— WHAT YOU NEED TO DO —
Starting at the top of the data and ending with the line that holds "check, start session", transcribe each line exactly; include both ends.

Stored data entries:
--
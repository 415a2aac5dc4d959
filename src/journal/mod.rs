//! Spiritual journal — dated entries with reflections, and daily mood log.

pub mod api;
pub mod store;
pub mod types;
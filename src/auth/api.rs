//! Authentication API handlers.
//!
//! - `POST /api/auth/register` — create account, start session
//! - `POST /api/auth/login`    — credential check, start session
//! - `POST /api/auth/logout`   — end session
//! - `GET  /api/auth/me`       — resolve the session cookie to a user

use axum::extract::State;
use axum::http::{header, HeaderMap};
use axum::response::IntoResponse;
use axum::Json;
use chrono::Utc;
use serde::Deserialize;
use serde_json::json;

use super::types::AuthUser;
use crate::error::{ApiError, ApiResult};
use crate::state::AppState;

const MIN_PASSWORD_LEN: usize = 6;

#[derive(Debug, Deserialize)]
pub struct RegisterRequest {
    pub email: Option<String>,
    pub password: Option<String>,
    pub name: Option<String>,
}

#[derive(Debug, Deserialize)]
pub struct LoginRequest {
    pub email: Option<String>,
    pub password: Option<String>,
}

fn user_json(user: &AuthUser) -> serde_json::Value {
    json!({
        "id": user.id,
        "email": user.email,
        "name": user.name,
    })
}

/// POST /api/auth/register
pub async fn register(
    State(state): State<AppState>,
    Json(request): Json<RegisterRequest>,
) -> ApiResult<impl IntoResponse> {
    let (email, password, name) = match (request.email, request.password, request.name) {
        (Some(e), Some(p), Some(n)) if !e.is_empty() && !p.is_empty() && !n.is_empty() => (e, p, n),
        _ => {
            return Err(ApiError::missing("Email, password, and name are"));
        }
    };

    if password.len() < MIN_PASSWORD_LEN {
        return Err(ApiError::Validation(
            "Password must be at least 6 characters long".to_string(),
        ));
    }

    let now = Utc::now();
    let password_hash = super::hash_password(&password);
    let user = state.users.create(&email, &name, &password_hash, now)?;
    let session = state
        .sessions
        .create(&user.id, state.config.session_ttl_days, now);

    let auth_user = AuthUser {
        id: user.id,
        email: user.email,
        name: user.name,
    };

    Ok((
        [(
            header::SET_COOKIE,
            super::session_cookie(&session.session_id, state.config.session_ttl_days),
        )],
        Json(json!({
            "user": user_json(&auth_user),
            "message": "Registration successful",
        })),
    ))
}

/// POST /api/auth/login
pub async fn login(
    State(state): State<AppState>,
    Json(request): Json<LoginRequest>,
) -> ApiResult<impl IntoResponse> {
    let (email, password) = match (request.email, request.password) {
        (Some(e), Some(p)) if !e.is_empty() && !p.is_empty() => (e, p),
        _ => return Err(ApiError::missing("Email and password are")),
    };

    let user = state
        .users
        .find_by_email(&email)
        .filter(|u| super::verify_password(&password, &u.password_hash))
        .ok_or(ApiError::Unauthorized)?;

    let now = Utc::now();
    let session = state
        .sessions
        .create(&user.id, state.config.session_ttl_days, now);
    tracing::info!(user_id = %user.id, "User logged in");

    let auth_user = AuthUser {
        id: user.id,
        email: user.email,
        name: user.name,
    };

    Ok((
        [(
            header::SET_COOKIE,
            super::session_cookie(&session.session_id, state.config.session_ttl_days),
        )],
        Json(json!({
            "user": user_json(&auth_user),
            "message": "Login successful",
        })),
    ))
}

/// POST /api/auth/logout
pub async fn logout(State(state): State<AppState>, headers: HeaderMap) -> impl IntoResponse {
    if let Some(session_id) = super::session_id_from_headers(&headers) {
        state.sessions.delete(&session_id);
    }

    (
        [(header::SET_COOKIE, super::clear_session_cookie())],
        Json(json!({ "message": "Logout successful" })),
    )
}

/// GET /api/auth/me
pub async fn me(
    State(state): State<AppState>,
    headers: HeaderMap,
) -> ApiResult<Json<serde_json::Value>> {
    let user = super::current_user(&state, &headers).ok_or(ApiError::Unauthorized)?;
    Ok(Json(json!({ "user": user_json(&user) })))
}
--
— RESULT OF THE EXERCISE —
repository 415a2aac5dc4d959
filename src/journal/mod.rs
//! Spiritual journal — dated entries with reflections, and daily mood log.

pub mod api;
pub mod store;
pub mod types;
filename src/auth/api.rs
//! Authentication API handlers.
//!
//! - `POST /api/auth/register` — create account, start session
//! - `POST /api/auth/login`    — credential check, start session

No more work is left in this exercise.